(Saved entries)

=== Section Start ===

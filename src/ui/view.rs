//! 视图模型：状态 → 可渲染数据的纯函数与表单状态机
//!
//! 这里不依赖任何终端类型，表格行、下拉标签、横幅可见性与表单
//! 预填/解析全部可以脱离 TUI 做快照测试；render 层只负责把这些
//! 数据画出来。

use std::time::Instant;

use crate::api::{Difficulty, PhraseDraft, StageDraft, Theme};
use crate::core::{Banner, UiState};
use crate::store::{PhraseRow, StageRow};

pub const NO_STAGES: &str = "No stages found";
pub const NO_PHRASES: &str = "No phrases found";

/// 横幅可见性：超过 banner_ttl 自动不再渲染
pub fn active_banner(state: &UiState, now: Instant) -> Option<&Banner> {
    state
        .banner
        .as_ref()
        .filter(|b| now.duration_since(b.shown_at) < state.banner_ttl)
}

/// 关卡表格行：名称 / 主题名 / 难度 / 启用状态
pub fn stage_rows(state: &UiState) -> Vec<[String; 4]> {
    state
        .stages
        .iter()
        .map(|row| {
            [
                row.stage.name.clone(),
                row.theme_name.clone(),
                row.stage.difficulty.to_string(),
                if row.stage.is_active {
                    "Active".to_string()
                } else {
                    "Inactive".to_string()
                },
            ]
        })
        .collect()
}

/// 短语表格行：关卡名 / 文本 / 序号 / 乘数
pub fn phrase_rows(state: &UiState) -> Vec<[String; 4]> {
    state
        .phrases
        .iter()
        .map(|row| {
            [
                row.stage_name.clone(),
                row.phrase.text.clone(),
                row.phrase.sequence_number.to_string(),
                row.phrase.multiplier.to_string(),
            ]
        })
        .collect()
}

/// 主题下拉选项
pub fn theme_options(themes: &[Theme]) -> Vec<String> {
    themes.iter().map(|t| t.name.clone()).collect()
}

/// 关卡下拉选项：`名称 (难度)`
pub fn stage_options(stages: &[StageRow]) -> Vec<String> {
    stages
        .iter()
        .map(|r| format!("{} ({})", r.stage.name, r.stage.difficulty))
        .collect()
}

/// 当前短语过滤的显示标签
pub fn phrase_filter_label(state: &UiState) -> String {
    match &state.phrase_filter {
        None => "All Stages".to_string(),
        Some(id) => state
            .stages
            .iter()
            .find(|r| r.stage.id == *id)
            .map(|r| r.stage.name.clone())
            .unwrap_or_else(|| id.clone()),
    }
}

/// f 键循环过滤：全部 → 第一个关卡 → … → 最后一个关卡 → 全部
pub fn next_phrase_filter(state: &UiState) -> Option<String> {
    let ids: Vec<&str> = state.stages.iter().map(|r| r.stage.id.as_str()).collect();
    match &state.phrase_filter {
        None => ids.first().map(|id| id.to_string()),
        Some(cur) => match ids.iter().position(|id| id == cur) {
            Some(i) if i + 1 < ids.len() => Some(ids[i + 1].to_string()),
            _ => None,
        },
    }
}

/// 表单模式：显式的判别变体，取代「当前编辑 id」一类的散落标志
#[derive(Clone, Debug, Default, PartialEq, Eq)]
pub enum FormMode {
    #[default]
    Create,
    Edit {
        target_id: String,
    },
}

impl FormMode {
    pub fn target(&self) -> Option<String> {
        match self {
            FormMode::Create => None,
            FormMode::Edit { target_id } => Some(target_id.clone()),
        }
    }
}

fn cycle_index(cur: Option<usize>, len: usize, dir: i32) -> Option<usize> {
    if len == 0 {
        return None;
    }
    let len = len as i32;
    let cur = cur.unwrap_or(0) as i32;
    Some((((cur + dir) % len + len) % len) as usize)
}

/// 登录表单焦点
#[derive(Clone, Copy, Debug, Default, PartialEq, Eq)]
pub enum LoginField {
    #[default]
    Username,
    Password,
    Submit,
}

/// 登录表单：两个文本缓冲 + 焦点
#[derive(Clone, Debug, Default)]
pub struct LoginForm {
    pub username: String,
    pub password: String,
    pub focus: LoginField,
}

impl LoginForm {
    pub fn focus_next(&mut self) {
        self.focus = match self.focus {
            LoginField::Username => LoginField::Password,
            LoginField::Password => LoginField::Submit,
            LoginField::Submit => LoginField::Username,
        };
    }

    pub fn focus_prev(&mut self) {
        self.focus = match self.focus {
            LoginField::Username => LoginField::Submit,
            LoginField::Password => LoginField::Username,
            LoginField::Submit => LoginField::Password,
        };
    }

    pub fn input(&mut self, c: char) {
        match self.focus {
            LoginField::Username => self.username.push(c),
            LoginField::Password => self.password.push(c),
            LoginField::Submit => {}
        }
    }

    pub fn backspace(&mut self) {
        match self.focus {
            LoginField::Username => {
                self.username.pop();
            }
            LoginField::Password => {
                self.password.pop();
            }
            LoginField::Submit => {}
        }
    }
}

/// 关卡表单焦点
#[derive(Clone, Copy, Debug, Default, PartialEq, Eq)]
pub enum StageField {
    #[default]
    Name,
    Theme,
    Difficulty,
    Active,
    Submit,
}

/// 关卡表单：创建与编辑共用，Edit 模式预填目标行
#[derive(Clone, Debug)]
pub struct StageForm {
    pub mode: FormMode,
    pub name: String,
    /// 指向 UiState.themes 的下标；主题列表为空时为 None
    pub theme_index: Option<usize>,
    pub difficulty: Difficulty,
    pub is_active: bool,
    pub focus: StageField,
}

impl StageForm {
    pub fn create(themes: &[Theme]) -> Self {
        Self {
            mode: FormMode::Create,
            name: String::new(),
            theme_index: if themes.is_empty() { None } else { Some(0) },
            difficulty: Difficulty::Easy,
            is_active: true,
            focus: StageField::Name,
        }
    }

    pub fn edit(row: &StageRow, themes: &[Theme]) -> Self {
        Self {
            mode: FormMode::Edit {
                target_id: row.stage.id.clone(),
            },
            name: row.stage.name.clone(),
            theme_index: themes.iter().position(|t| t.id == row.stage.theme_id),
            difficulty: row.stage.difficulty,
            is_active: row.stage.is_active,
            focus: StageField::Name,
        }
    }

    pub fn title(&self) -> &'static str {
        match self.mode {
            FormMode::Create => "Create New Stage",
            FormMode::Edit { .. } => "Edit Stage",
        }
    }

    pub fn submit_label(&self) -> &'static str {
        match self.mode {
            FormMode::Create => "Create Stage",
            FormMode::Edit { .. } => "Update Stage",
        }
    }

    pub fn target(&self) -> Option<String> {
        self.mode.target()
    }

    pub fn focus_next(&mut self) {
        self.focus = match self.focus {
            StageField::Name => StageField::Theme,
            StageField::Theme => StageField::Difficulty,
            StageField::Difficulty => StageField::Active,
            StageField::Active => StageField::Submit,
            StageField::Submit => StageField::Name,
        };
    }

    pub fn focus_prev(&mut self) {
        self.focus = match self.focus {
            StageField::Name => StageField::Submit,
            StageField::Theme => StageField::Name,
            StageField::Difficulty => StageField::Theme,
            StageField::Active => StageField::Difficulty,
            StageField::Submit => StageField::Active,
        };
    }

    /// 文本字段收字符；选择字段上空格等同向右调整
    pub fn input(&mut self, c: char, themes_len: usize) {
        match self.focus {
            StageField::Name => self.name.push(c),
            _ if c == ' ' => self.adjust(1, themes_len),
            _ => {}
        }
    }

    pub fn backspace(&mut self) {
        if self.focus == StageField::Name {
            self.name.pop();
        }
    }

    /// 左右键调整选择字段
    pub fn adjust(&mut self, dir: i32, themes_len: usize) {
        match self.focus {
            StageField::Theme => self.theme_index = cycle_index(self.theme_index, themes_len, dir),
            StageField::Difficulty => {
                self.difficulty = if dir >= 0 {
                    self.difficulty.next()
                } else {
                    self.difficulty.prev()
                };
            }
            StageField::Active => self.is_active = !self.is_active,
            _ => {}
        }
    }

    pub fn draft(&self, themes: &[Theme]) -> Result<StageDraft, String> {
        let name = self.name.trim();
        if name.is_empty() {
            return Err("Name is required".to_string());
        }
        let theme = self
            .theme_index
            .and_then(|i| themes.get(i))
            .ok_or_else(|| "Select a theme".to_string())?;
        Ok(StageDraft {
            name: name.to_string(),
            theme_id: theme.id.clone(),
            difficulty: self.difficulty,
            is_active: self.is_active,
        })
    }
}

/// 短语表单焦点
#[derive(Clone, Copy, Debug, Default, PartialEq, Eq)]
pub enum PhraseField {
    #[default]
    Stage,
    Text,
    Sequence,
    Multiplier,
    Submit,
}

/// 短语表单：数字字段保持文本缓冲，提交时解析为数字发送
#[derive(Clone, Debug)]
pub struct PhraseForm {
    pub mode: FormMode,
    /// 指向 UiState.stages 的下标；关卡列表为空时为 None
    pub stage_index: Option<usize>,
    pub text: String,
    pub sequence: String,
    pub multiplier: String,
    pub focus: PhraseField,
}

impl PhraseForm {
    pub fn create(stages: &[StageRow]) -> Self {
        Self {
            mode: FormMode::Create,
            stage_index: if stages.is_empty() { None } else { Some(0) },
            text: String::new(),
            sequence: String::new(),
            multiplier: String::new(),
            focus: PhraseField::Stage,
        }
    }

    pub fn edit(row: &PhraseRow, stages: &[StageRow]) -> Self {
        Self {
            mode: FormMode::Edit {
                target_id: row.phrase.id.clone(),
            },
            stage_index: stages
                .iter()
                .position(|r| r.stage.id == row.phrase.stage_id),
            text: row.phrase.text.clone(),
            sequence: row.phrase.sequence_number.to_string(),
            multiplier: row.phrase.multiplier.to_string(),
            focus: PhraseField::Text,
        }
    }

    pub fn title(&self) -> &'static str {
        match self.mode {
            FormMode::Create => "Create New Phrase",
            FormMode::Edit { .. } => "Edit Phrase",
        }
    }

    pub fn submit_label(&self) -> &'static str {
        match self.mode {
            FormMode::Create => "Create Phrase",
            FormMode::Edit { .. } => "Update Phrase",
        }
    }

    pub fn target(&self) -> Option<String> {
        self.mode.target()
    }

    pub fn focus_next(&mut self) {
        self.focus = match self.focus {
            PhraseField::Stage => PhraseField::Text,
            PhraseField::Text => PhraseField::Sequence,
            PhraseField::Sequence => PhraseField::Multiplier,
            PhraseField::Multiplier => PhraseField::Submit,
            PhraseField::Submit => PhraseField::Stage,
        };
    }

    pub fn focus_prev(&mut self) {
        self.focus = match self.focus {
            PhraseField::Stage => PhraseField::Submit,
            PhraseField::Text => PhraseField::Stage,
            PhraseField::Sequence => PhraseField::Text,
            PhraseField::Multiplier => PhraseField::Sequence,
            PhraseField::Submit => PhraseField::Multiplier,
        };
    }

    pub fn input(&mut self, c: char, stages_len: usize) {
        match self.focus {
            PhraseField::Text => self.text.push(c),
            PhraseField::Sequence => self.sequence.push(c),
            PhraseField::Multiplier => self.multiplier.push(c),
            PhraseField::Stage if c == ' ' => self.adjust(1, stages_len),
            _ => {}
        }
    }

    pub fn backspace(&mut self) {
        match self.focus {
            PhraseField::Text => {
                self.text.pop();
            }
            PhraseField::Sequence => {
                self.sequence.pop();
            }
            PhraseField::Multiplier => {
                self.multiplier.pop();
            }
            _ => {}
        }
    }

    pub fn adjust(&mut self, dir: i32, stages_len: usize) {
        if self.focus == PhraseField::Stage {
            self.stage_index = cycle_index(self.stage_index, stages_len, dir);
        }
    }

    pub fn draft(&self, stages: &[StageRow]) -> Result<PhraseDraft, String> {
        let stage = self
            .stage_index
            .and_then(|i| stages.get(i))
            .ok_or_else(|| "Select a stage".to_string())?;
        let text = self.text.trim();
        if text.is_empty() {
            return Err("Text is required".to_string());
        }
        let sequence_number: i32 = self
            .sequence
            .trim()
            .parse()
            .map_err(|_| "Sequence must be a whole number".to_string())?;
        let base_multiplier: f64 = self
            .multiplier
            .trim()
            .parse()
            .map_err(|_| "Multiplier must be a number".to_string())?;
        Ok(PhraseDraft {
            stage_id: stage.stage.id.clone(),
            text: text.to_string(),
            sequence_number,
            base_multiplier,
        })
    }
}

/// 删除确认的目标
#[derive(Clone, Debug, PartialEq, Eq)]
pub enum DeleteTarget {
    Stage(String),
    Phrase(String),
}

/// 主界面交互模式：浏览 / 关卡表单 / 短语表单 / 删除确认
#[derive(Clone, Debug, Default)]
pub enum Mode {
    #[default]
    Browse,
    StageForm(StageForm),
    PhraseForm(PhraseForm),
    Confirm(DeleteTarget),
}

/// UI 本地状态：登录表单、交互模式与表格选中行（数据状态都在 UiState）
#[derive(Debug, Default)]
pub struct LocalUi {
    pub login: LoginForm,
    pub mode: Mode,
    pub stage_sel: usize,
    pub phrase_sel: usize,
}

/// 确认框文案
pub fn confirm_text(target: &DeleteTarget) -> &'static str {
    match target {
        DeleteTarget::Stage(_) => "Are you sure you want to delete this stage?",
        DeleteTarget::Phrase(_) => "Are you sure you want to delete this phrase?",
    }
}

=== Section End ===

Try it: What is the number of lines in the records that contain "required"? Give that number only.

Result of the task: 2